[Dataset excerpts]
================

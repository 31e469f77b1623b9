//! Structured Events
//!
//! One function per bootstrap event so field names stay consistent across
//! the reconciler. Every event carries an `event_type` field.
//!
//! Event types:
//! - `run_started` / `run_finished` - reconcile run lifecycle
//! - `replica_set_initiated` - initiate call succeeded
//! - `replica_set_converged` - a stable primary was observed
//! - `shard_registered` - add-shard succeeded
//! - `sharding_enabled` - enable-sharding succeeded
//! - `collection_sharded` - shard-collection succeeded
//! - `step_skipped` - step already satisfied in observed state
//! - `step_failed` - step failed fatally
//! - `retry_scheduled` - transient failure, retrying after a delay

use std::time::Duration;
use tracing::{debug, error, info, warn};

/// Emit a run started event
pub fn run_started(run_id: &str, planned_operations: usize) {
    info!(
        event_type = "run_started",
        run_id = %run_id,
        planned_operations = planned_operations,
        "Reconcile run started"
    );
}

/// Emit a run finished event
pub fn run_finished(run_id: &str, converged: bool, applied: usize, skipped: usize, failed: usize) {
    if converged {
        info!(
            event_type = "run_finished",
            run_id = %run_id,
            converged = converged,
            applied = applied,
            skipped = skipped,
            failed = failed,
            "Cluster converged"
        );
    } else {
        error!(
            event_type = "run_finished",
            run_id = %run_id,
            converged = converged,
            applied = applied,
            skipped = skipped,
            failed = failed,
            "Cluster did not converge"
        );
    }
}

/// Emit a replica set initiated event
pub fn replica_set_initiated(name: &str, members: usize, config_server: bool) {
    info!(
        event_type = "replica_set_initiated",
        replica_set = %name,
        members = members,
        config_server = config_server,
        "Replica set initiated"
    );
}

/// Emit a replica set converged event
pub fn replica_set_converged(name: &str, primary: &str, polls: u32, elapsed: Duration) {
    info!(
        event_type = "replica_set_converged",
        replica_set = %name,
        primary = %primary,
        polls = polls,
        elapsed_ms = elapsed.as_millis() as u64,
        "Replica set has a primary"
    );
}

/// Emit a shard registered event
pub fn shard_registered(shard_id: &str, connection_seed: &str) {
    info!(
        event_type = "shard_registered",
        shard_id = %shard_id,
        connection_seed = %connection_seed,
        "Shard registered"
    );
}

/// Emit a sharding enabled event
pub fn sharding_enabled(database: &str) {
    info!(
        event_type = "sharding_enabled",
        database = %database,
        "Sharding enabled"
    );
}

/// Emit a collection sharded event
pub fn collection_sharded(namespace: &str, key: &str) {
    info!(
        event_type = "collection_sharded",
        namespace = %namespace,
        key = %key,
        "Collection sharded"
    );
}

/// Emit a step skipped event
pub fn step_skipped(operation: &str, target: &str, reason: &str) {
    debug!(
        event_type = "step_skipped",
        operation = %operation,
        target = %target,
        reason = %reason,
        "Step already satisfied"
    );
}

/// Emit a step failed event
pub fn step_failed(operation: &str, target: &str, attempts: u32, error: &str) {
    error!(
        event_type = "step_failed",
        operation = %operation,
        target = %target,
        attempts = attempts,
        error = %error,
        "Step failed"
    );
}

/// Emit a retry scheduled event
pub fn retry_scheduled(operation: &str, target: &str, attempt: u32, delay: Duration, error: &str) {
    warn!(
        event_type = "retry_scheduled",
        operation = %operation,
        target = %target,
        attempt = attempt,
        delay_ms = delay.as_millis() as u64,
        error = %error,
        "Transient failure, retrying"
    );
}
//! Admin Client
//!
//! The administrative surface of the cluster as seen by the reconciler. The
//! reconciler only talks to the cluster through [`AdminClient`]; the
//! replication and routing machinery behind it is opaque.
//!
//! Implementations:
//! - [`MongoShellClient`]: drives a live cluster through `mongosh`
//! - [`InMemoryAdminClient`]: deterministic simulated cluster

pub mod memory;
pub mod mongosh;

pub use memory::{AdminCall, CallKind, InMemoryAdminClient};
pub use mongosh::{MongoShellClient, MongoShellConfig};

use crate::topology::{Namespace, ReplicaSetSpec, ShardId, ShardKey};
use async_trait::async_trait;
use serde::Serialize;
use std::collections::BTreeSet;
use thiserror::Error;

/// Server error codes that indicate a transient condition.
pub mod codes {
    pub const HOST_UNREACHABLE: i32 = 6;
    pub const HOST_NOT_FOUND: i32 = 7;
    pub const ALREADY_INITIALIZED: i32 = 23;
    pub const NETWORK_TIMEOUT: i32 = 89;
    pub const SHUTDOWN_IN_PROGRESS: i32 = 91;
    pub const NOT_YET_INITIALIZED: i32 = 94;
    pub const FAILED_TO_SATISFY_READ_PREFERENCE: i32 = 133;
    pub const PRIMARY_STEPPED_DOWN: i32 = 189;
    pub const EXCEEDED_TIME_LIMIT: i32 = 262;
    pub const NOT_WRITABLE_PRIMARY: i32 = 10107;
    pub const INTERRUPTED_DUE_TO_REPL_STATE_CHANGE: i32 = 11602;
    pub const NOT_PRIMARY_NO_SECONDARY_OK: i32 = 13435;

    pub const TRANSIENT: &[i32] = &[
        HOST_UNREACHABLE,
        HOST_NOT_FOUND,
        NETWORK_TIMEOUT,
        SHUTDOWN_IN_PROGRESS,
        FAILED_TO_SATISFY_READ_PREFERENCE,
        PRIMARY_STEPPED_DOWN,
        EXCEEDED_TIME_LIMIT,
        NOT_WRITABLE_PRIMARY,
        INTERRUPTED_DUE_TO_REPL_STATE_CHANGE,
        NOT_PRIMARY_NO_SECONDARY_OK,
    ];
}

#[derive(Debug, Error)]
pub enum AdminError {
    #[error("transient connectivity error: {0}")]
    Transient(String),
    #[error("replica set '{0}' is already initialized")]
    AlreadyInitialized(String),
    #[error("command rejected ({code_name}, code {code}): {message}")]
    Command {
        code: i32,
        code_name: String,
        message: String,
    },
    #[error("failed to launch admin shell: {0}")]
    Launch(#[source] std::io::Error),
    #[error("malformed admin response: {0}")]
    Protocol(String),
}

impl AdminError {
    /// Build an error from a server `{code, codeName, errmsg}` triple.
    pub fn from_server(
        code: i32,
        code_name: impl Into<String>,
        message: impl Into<String>,
    ) -> Self {
        let message = message.into();
        if codes::TRANSIENT.contains(&code) {
            AdminError::Transient(message)
        } else {
            AdminError::Command {
                code,
                code_name: code_name.into(),
                message,
            }
        }
    }

    pub fn is_transient(&self) -> bool {
        matches!(self, AdminError::Transient(_))
    }
}

/// Replica set member state as reported by the set's status command.
#[derive(Clone, Copy, Debug, PartialEq, Eq, Serialize, strum::Display)]
#[serde(rename_all = "UPPERCASE")]
#[strum(serialize_all = "UPPERCASE")]
pub enum MemberState {
    Primary,
    Secondary,
    Startup,
    Startup2,
    Recovering,
    Arbiter,
    Down,
    Rollback,
    Removed,
    Unknown,
}

impl MemberState {
    pub fn from_state_str(s: &str) -> Self {
        match s {
            "PRIMARY" => MemberState::Primary,
            "SECONDARY" => MemberState::Secondary,
            "STARTUP" => MemberState::Startup,
            "STARTUP2" => MemberState::Startup2,
            "RECOVERING" => MemberState::Recovering,
            "ARBITER" => MemberState::Arbiter,
            "DOWN" => MemberState::Down,
            "ROLLBACK" => MemberState::Rollback,
            "REMOVED" => MemberState::Removed,
            _ => MemberState::Unknown,
        }
    }
}

#[derive(Clone, Debug, PartialEq, Eq, Serialize)]
pub struct MemberStatus {
    pub host: String,
    pub state: MemberState,
}

/// Observed status of one replica set.
#[derive(Clone, Debug, PartialEq, Eq, Serialize)]
pub struct ReplicaSetStatus {
    pub name: String,
    pub initialized: bool,
    pub members: Vec<MemberStatus>,
}

impl ReplicaSetStatus {
    pub fn uninitialized(name: impl Into<String>) -> Self {
        Self {
            name: name.into(),
            initialized: false,
            members: Vec::new(),
        }
    }

    /// Host of the primary, if exactly one member reports `PRIMARY`.
    pub fn primary(&self) -> Option<&str> {
        let mut primaries = self
            .members
            .iter()
            .filter(|m| m.state == MemberState::Primary);
        match (primaries.next(), primaries.next()) {
            (Some(p), None) => Some(p.host.as_str()),
            _ => None,
        }
    }

    pub fn has_stable_primary(&self) -> bool {
        self.initialized && self.primary().is_some()
    }

    /// Short human-readable summary, e.g. `shard1:27017=SECONDARY`.
    pub fn summary(&self) -> String {
        if !self.initialized {
            return "not initialized".to_string();
        }
        if self.members.is_empty() {
            return "no members reported".to_string();
        }
        self.members
            .iter()
            .map(|m| format!("{}={}", m.host, m.state))
            .collect::<Vec<_>>()
            .join(", ")
    }
}

/// Administrative operations consumed by the reconciler.
///
/// Every call is awaited to completion before the next step is issued.
#[async_trait]
pub trait AdminClient: Send + Sync {
    async fn initiate_replica_set(&self, spec: &ReplicaSetSpec) -> Result<(), AdminError>;

    /// Not-yet-initialized sets are reported as `initialized: false`, not as an error.
    async fn replica_set_status(&self, spec: &ReplicaSetSpec)
        -> Result<ReplicaSetStatus, AdminError>;

    async fn add_shard(&self, shard_id: &str, connection_seed: &str) -> Result<(), AdminError>;

    async fn enable_sharding(&self, database: &str) -> Result<(), AdminError>;

    async fn shard_collection(
        &self,
        namespace: &Namespace,
        key: &ShardKey,
        unique: bool,
    ) -> Result<(), AdminError>;

    async fn list_shards(&self) -> Result<BTreeSet<ShardId>, AdminError>;

    async fn list_sharding_enabled_databases(&self) -> Result<BTreeSet<String>, AdminError>;

    async fn list_sharded_collections(&self) -> Result<BTreeSet<Namespace>, AdminError>;
}
#[async_trait]
impl AdminClient for InMemoryAdminClient {
    async fn initiate_replica_set(&self, spec: &ReplicaSetSpec) -> Result<(), AdminError> {
        let mut state = self.state.lock().await;
        state.record(CallKind::InitiateReplicaSet, spec.name.as_str())?;

        if state.replica_sets.contains_key(&spec.name) {
            return Err(AdminError::AlreadyInitialized(spec.name.clone()));
        }
        let polls_until_primary = state.election_polls;
        let unreachable_polls = state
            .unreachable_after_initiate
            .get(&spec.name)
            .copied()
            .unwrap_or(0);
        state.replica_sets.insert(
            spec.name.clone(),
            SimReplicaSet {
                spec: spec.clone(),
                polls_until_primary,
                unreachable_polls,
            },
        );
        Ok(())
    }

    async fn replica_set_status(
        &self,
        spec: &ReplicaSetSpec,
    ) -> Result<ReplicaSetStatus, AdminError> {
        let mut state = self.state.lock().await;
        state.record(CallKind::ReplicaSetStatus, spec.name.as_str())?;

        let never_elect = state.never_elect.contains(&spec.name);
        let Some(rs) = state.replica_sets.get_mut(&spec.name) else {
            return Ok(ReplicaSetStatus::uninitialized(spec.name.clone()));
        };
        if rs.unreachable_polls > 0 {
            rs.unreachable_polls -= 1;
            return Err(AdminError::Transient(format!(
                "connect ECONNREFUSED {}",
                rs.spec.seed_member().map(|m| m.address()).unwrap_or_default()
            )));
        }

        let elected = !never_elect && rs.polls_until_primary == 0;
        rs.polls_until_primary = rs.polls_until_primary.saturating_sub(1);

        let members = rs
            .spec
            .members
            .iter()
            .enumerate()
            .map(|(idx, m)| MemberStatus {
                host: m.address(),
                state: match (idx, elected) {
                    (0, true) => MemberState::Primary,
                    (_, true) => MemberState::Secondary,
                    _ => MemberState::Startup2,
                },
            })
            .collect();

        Ok(ReplicaSetStatus {
            name: spec.name.clone(),
            initialized: true,
            members,
        })
    }

    async fn add_shard(&self, shard_id: &str, connection_seed: &str) -> Result<(), AdminError> {
        let mut state = self.state.lock().await;
        state.record(CallKind::AddShard, shard_id)?;
        state.require_router()?;

        let set_name = seed_set_name(connection_seed);
        if !state.replica_sets.contains_key(set_name) {
            return Err(AdminError::from_server(
                96,
                "OperationFailed",
                format!("replica set {set_name} is not initialized"),
            ));
        }
        if let Some((existing, _)) = state
            .shards
            .iter()
            .find(|(id, seed)| id.as_str() != shard_id && seed_set_name(seed) == set_name)
        {
            return Err(AdminError::from_server(
                96,
                "OperationFailed",
                format!("replica set {set_name} is already a member of shard {existing}"),
            ));
        }
        state
            .shards
            .insert(shard_id.to_string(), connection_seed.to_string());
        Ok(())
    }

    async fn enable_sharding(&self, database: &str) -> Result<(), AdminError> {
        let mut state = self.state.lock().await;
        state.record(CallKind::EnableSharding, database)?;
        state.require_router()?;
        state.enabled_databases.insert(database.to_string());
        Ok(())
    }

    async fn shard_collection(
        &self,
        namespace: &Namespace,
        key: &ShardKey,
        _unique: bool,
    ) -> Result<(), AdminError> {
        let mut state = self.state.lock().await;
        state.record(CallKind::ShardCollection, namespace.to_string())?;
        state.require_router()?;

        if !state.enabled_databases.contains(&namespace.database) {
            return Err(AdminError::from_server(
                20,
                "IllegalOperation",
                format!("sharding not enabled for db {}", namespace.database),
            ));
        }
        if let Some(message) = state.key_conflicts.get(namespace) {
            return Err(AdminError::from_server(72, "InvalidOptions", message.clone()));
        }
        if let Some(existing) = state.sharded_collections.get(namespace) {
            if existing != key {
                return Err(AdminError::from_server(
                    codes::ALREADY_INITIALIZED,
                    "AlreadyInitialized",
                    format!("{namespace} is already sharded with a different key"),
                ));
            }
        }
        state.sharded_collections.insert(namespace.clone(), key.clone());
        Ok(())
    }

    async fn list_shards(&self) -> Result<BTreeSet<ShardId>, AdminError> {
        let mut state = self.state.lock().await;
        state.record(CallKind::ListShards, "")?;
        state.require_router()?;
        Ok(state.shards.keys().cloned().collect())
    }

    async fn list_sharding_enabled_databases(&self) -> Result<BTreeSet<String>, AdminError> {
        let mut state = self.state.lock().await;
        state.record(CallKind::ListShardingEnabledDatabases, "")?;
        state.require_router()?;
        Ok(state.enabled_databases.clone())
    }

    async fn list_sharded_collections(&self) -> Result<BTreeSet<Namespace>, AdminError> {
        let mut state = self.state.lock().await;
        state.record(CallKind::ListShardedCollections, "")?;
        state.require_router()?;
        Ok(state.sharded_collections.keys().cloned().collect())
    }
}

================

Exercise requirements >>
Find the word "UPPERCASE" in the entries and show each line where it is found.

Solution to this problem >>
#[serde(rename_all = "UPPERCASE")]
#[strum(serialize_all = "UPPERCASE")]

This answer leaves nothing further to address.